CPLP: Liberdade de residência é "proposta difícil"

CPLP: Liberdade de residência é 'proposta difícil'
Leonor Riso 31 de outubro de 2016

António Costa já a defendeu em três documentos diferentes. Marcelo Rebelo de Sousa pede cautela. E Augusto Santos Silva compara-a aos vistos gold

O primeiro-ministro António Costa defenderá "a liberdade de fixação de residência" na cimeira da CPLP, em Brasília, que decorre hoje.
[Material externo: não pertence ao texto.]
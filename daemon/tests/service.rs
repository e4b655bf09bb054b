// This file is part of fpqd, a daemon that serializes FrontPanel device access through a prioritized ticket queue.
//
// Copyright 2025 Canonical Ltd.
//
// SPDX-License-Identifier: GPL-3.0-only
//
// fpqd is free software: you can redistribute it and/or modify it under the terms of the GNU General Public License version 3, as published by the Free Software Foundation.
//
// fpqd is distributed in the hope that it will be useful, but WITHOUT ANY WARRANTY; without even the implied warranties of MERCHANTABILITY, SATISFACTORY QUALITY, or FITNESS FOR A PARTICULAR PURPOSE.  See the GNU General Public License for more details.
//
// You should have received a copy of the GNU General Public License along with this program.  If not, see http://www.gnu.org/licenses/.

#[allow(dead_code)]
mod common {
    pub mod test_functions;
}

use common::test_functions::{simulated, start_service, test_config, wait_for};
use fpqd::config::{self, DaemonConfig};
use fpqd::devices::device::BackendRegistry;
use fpqd::devices::simulated::SCRATCH_BASE_ADDR;
use fpqd::operations::OperationKind;
use fpqd::service::DeviceService;
use fpqd::streamer::TestPatternSource;
use googletest::prelude::*;
use rstest::*;
use std::time::Duration;

#[gtest]
fn resolution_and_frame_rate_are_read_from_the_device() {
    let mut config = test_config();
    config.stream.fps = 30;
    let mut service = start_service(&config, simulated(&config));
    let commands = service.commands();

    assert_that!(commands.setup_resolution().unwrap(), eq((1920, 1080)));
    assert_that!(service.vars().screen_size(), eq((1920, 1080)));
    assert_that!(commands.retrieve_fps().unwrap(), eq(60));
    assert_that!(service.vars().fps(), eq(60));
    service.shutdown();
}

#[gtest]
#[rstest]
#[case::inside(100, 100)]
#[case::negative(-20, 0)]
#[case::past_edge(4000, 1920 - 16)]
fn x_position_is_clamped_and_written(#[case] requested: i64, #[case] applied: u32) {
    let config = test_config();
    let mut service = start_service(&config, simulated(&config));
    let commands = service.commands();

    assert_that!(commands.set_x_position(requested).unwrap(), eq(applied));
    let register = config::V_MIX_BASE_ADDR + config::V_MIX_LAYER_START_X_REG;
    assert_that!(commands.axi_read(register).unwrap(), eq(applied));
    service.shutdown();
}

#[gtest]
fn y_position_uses_screen_height() {
    let config = test_config();
    let mut service = start_service(&config, simulated(&config));
    let commands = service.commands();

    assert_that!(commands.set_y_position(2000).unwrap(), eq(1080 - 16));
    let register = config::V_MIX_BASE_ADDR + config::V_MIX_LAYER_START_Y_REG;
    assert_that!(commands.axi_read(register).unwrap(), eq(1080 - 16));
    service.shutdown();
}

#[gtest]
fn axi_round_trip_and_decode_error() {
    let config = test_config();
    let mut service = start_service(&config, simulated(&config));
    let commands = service.commands();

    commands.axi_write(SCRATCH_BASE_ADDR + 8, 0xCAFE_F00D).unwrap();
    assert_that!(commands.axi_read(SCRATCH_BASE_ADDR + 8).unwrap(), eq(0xCAFE_F00D));

    let result = commands.axi_read(0x2000_0000);
    assert_that!(&result, err(displays_as(contains_substring("DECERR"))));
    service.shutdown();
}

#[gtest]
fn reset_recovers_a_stuck_bridge() {
    let mut config = test_config();
    config.bridge.hardware_timeout_ms = 1;
    let mut service = start_service(&config, simulated(&config).with_stuck_bus());
    let commands = service.commands();

    let result = commands.axi_read(SCRATCH_BASE_ADDR);
    assert_that!(&result, err(displays_as(contains_substring("AxiHandshakeTimeout"))));

    commands.reset_axi().unwrap();
    assert_that!(commands.axi_read(SCRATCH_BASE_ADDR).unwrap(), eq(0));
    service.shutdown();
}

#[gtest]
fn streaming_delivers_frame_batches() {
    let mut config = test_config();
    config.stream.enabled = true;
    let mut service = start_service(&config, simulated(&config));

    let stats = service.stats().clone();
    assert_that!(
        wait_for(Duration::from_secs(5), || stats.frames_sent() >= 4),
        eq(true)
    );
    service.commands().disable_streaming();
    service.shutdown();

    let totals = stats.totals();
    assert_that!(totals[&OperationKind::SendFrameBatch].count >= 2, eq(true));
    assert_that!(
        stats.frames_sent(),
        eq(totals[&OperationKind::SendFrameBatch].count * 2)
    );
}

#[gtest]
fn batch_size_update_pauses_and_resumes_streaming() {
    let mut config = test_config();
    config.stream.enabled = true;
    let mut service = start_service(&config, simulated(&config));
    let commands = service.commands();

    commands.update_batch_size(3).unwrap();
    assert_that!(service.vars().batch_size(), eq(3));
    assert_that!(commands.streaming_enabled(), eq(true));

    let result = commands.update_batch_size(0);
    assert_that!(&result, err(displays_as(contains_substring("at least 1"))));
    assert_that!(service.vars().batch_size(), eq(3));
    service.shutdown();
}

#[gtest]
fn commands_after_shutdown_fail() {
    let config = test_config();
    let mut service = start_service(&config, simulated(&config));
    let commands = service.commands();
    assert_that!(service.is_running(), eq(true));
    service.shutdown();
    assert_that!(service.is_running(), eq(false));

    let result = commands.axi_read(SCRATCH_BASE_ADDR);
    assert_that!(&result, err(displays_as(contains_substring("TicketError::Shutdown"))));
}

#[gtest]
fn device_without_front_panel_is_rejected() {
    let config = test_config();
    let result = DeviceService::start_with_device(
        &config,
        Box::new(simulated(&config).without_front_panel()),
        Box::new(TestPatternSource::new()),
    )
    .map(|_| ());
    assert_that!(
        &result,
        err(displays_as(contains_substring("FrontPanel support is not available")))
    );
}

#[gtest]
fn misplaced_bridge_endpoints_fail_start_up() {
    let mut config = test_config();
    config.bridge.wire_out_addresses.status = 0x10;
    let result = DeviceService::start_with_device(
        &config,
        Box::new(simulated(&config)),
        Box::new(TestPatternSource::new()),
    )
    .map(|_| ());
    assert_that!(
        &result,
        err(displays_as(contains_substring("not a wire-out endpoint")))
    );
}

#[gtest]
fn service_starts_from_registry() {
    let config = test_config();
    let registry = BackendRegistry::with_builtin();
    let mut service = DeviceService::start(&config, &registry).expect("simulated should start");
    assert_that!(
        service.device_info().product_name.as_str(),
        contains_substring("simulated")
    );
    service.shutdown();

    let unknown = DaemonConfig {
        backend: "usb".into(),
        ..test_config()
    };
    let result = DeviceService::start(&unknown, &registry).map(|_| ());
    assert_that!(&result, err(displays_as(contains_substring("No device backend"))));
}
// This file is part of fpqd, a daemon that serializes FrontPanel device access through a prioritized ticket queue.
//
// Copyright 2025 Canonical Ltd.
//
// SPDX-License-Identifier: GPL-3.0-only
//
// fpqd is free software: you can redistribute it and/or modify it under the terms of the GNU General Public License version 3, as published by the Free Software Foundation.
//
// fpqd is distributed in the hope that it will be useful, but WITHOUT ANY WARRANTY; without even the implied warranties of MERCHANTABILITY, SATISFACTORY QUALITY, or FITNESS FOR A PARTICULAR PURPOSE.  See the GNU General Public License for more details.
//
// You should have received a copy of the GNU General Public License along with this program.  If not, see http://www.gnu.org/licenses/.

//! Error wrapping file system helpers.
//!
//! The daemon only reads from the file system to pick up its TOML configuration, so this
//! module is limited to a single read helper which converts `std::io::Error` into
//! [`FpqdError::IORead`] and traces the access.

use crate::error::FpqdError;
use log::trace;
use std::fs::OpenOptions;
use std::io::Read;
use std::path::Path;

/// Read the contents of a file to a String.
///
/// # Arguments
///
/// * `file_path` - Path to the file to read
///
/// # Returns: `Result<String, FpqdError>`
/// * `Ok(String)` - The complete contents of the file
/// * `Err(FpqdError::IORead)` - If the file cannot be read (doesn't exist, permissions, etc.)
///
/// # Examples
///
/// ```rust,no_run
/// # use fpqd::system_io::fs_read;
/// # use std::path::Path;
/// # fn example() -> Result<(), fpqd::error::FpqdError> {
/// let config = fs_read(Path::new("/etc/fpqd/config.toml"))?;
/// println!("{config}");
/// # Ok(())
/// # }
/// ```
pub fn fs_read(file_path: &Path) -> Result<String, FpqdError> {
    trace!("Attempting to read from {file_path:?}");
    let mut buf: String = String::new();
    let result = OpenOptions::new()
        .read(true)
        .open(file_path)
        .and_then(|mut f| f.read_to_string(&mut buf));

    match result {
        Ok(_) => {
            trace!("Reading done");
            Ok(buf)
        }
        Err(e) => Err(FpqdError::IORead {
            file: file_path.into(),
            e,
        }),
    }
}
De acordo com o jornal El Español, a ideia tem vindo a ser discutida entre juristas e diplomatas dos países-membros há meses e permite a 223 milhões de pessoas de quatro continentes que possam viver e trabalhar em Portugal, Brasil, Angola, Moçambique, Guiné, Cabo Verde, São Tomé e Príncipe, Timor-Leste e Guiné Equatorial.

Porém, Marcelo Rebelo de Sousa já caracterizou esta ideia como "ambiciosa e difícil". "Ambiciosa, porque outras comunidades não conseguem isso" e "difícil, porque cada um de nós está no seu espaço", concretizou, citado pela Lusa.

Esta medida estava inserida em vários documentos socialistas, como o Programa do Governo, o programa eleitoral do PS e a Agenda para a Década. Segundo o Público, dispunha-se a "alargar direitos de cidadania, reciprocamente, reconhecidos no espaço da CPLP".